Stored items from a collection

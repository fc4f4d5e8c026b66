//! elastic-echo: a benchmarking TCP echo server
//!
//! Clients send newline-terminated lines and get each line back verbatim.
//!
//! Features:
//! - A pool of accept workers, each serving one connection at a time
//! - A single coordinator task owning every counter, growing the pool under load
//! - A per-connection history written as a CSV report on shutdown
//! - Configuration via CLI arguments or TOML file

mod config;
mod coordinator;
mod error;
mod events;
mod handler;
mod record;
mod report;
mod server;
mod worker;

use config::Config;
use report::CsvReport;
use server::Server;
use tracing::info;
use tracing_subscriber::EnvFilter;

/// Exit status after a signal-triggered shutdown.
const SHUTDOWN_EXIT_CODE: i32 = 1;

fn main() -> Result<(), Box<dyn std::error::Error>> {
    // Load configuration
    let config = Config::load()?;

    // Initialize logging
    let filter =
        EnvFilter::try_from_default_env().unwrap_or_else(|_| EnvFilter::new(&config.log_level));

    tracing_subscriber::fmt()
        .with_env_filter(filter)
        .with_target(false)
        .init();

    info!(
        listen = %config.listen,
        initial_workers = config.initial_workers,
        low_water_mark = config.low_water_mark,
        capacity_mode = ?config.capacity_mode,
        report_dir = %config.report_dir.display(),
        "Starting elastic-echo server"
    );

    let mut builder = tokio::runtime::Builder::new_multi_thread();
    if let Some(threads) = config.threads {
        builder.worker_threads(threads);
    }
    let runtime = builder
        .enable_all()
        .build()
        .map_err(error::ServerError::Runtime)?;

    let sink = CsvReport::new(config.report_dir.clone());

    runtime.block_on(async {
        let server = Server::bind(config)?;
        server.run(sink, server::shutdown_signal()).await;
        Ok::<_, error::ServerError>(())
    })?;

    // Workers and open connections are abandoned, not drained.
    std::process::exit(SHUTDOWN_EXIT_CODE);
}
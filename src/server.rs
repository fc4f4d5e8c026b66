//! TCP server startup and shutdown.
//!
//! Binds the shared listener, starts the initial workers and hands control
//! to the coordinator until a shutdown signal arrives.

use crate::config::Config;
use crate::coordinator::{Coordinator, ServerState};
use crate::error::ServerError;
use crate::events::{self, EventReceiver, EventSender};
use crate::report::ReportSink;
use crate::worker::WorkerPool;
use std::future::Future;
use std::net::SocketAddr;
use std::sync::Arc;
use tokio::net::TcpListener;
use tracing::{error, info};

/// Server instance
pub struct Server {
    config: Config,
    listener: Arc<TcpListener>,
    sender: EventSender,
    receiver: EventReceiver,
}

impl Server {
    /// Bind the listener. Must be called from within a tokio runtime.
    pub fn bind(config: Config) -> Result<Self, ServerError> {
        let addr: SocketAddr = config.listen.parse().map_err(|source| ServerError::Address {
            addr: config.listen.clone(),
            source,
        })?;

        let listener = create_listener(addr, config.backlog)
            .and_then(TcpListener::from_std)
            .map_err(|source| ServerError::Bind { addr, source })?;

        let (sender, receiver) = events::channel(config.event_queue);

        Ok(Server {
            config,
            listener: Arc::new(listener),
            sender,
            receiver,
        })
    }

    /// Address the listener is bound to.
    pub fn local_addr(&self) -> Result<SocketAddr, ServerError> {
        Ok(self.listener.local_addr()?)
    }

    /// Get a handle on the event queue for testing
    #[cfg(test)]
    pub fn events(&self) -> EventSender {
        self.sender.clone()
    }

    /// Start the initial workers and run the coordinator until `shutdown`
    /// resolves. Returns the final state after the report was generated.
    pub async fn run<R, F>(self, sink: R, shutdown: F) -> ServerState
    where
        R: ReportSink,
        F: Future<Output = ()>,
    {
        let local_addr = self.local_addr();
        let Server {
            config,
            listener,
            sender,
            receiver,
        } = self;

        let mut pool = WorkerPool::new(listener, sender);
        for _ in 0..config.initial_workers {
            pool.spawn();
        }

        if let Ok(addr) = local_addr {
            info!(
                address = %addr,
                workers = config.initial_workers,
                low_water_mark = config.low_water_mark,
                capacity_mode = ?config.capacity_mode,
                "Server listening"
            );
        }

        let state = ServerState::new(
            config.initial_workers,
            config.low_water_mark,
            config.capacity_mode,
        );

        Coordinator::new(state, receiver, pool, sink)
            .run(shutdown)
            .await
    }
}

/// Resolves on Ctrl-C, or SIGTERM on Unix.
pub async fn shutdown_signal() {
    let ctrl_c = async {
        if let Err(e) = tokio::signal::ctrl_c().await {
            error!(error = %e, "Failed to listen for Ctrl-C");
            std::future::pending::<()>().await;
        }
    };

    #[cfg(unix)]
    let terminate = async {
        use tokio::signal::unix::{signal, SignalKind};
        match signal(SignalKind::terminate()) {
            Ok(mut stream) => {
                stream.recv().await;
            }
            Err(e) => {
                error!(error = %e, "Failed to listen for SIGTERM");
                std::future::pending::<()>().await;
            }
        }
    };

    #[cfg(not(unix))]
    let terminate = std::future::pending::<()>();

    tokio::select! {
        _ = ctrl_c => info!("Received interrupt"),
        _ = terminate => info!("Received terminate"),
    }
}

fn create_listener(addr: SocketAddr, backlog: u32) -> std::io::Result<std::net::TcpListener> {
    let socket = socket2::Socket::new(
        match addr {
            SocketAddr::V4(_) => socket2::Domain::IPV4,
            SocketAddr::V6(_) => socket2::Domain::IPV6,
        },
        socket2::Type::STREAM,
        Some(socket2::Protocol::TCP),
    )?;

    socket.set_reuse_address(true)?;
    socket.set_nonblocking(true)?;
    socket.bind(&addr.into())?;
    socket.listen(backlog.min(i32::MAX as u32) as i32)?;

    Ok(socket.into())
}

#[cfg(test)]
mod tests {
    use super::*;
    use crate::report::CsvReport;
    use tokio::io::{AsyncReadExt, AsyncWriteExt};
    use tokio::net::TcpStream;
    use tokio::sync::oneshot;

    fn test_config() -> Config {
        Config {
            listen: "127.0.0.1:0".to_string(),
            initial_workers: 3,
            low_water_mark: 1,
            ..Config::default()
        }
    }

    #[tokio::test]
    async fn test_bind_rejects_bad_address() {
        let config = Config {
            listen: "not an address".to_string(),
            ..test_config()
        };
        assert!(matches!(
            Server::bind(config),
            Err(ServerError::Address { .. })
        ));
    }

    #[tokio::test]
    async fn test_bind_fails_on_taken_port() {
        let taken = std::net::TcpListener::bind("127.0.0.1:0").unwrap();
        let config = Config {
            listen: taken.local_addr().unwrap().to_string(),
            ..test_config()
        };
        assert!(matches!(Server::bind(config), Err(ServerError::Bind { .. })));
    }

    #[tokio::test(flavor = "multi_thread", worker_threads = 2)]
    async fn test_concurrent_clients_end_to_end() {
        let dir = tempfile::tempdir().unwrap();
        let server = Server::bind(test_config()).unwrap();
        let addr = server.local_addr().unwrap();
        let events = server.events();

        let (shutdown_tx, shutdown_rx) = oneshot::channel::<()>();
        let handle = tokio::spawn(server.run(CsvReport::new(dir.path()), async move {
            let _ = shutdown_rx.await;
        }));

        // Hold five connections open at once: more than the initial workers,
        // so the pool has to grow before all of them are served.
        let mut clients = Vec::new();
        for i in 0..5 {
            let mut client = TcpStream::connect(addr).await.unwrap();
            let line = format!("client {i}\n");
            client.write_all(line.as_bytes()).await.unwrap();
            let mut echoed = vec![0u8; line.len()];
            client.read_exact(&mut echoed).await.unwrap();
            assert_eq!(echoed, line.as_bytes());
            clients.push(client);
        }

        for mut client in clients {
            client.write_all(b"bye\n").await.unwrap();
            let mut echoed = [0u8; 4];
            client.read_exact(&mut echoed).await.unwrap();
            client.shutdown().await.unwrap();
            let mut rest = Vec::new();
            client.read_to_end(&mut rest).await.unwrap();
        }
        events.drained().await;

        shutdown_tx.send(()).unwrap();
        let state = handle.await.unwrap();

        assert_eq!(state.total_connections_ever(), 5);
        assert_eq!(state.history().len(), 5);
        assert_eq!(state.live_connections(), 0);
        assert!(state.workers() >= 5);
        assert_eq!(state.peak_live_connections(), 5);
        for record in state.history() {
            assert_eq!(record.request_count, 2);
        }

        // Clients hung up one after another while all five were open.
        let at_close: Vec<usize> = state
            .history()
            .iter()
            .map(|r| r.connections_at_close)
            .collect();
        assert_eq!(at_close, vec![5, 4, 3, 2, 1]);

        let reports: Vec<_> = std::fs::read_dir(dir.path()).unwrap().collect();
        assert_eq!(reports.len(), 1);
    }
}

| REQUIRED ACTION |
Please give back only the lines between the first line of the entries and the line with "connection at a time", both ends included, word for word.

| RESPONSE TO THE EXERCISE |
repository fc4f4d5e8c026b66
//! elastic-echo: a benchmarking TCP echo server
//!
//! Clients send newline-terminated lines and get each line back verbatim.
//!
//! Features:
//! - A pool of accept workers, each serving one connection at a time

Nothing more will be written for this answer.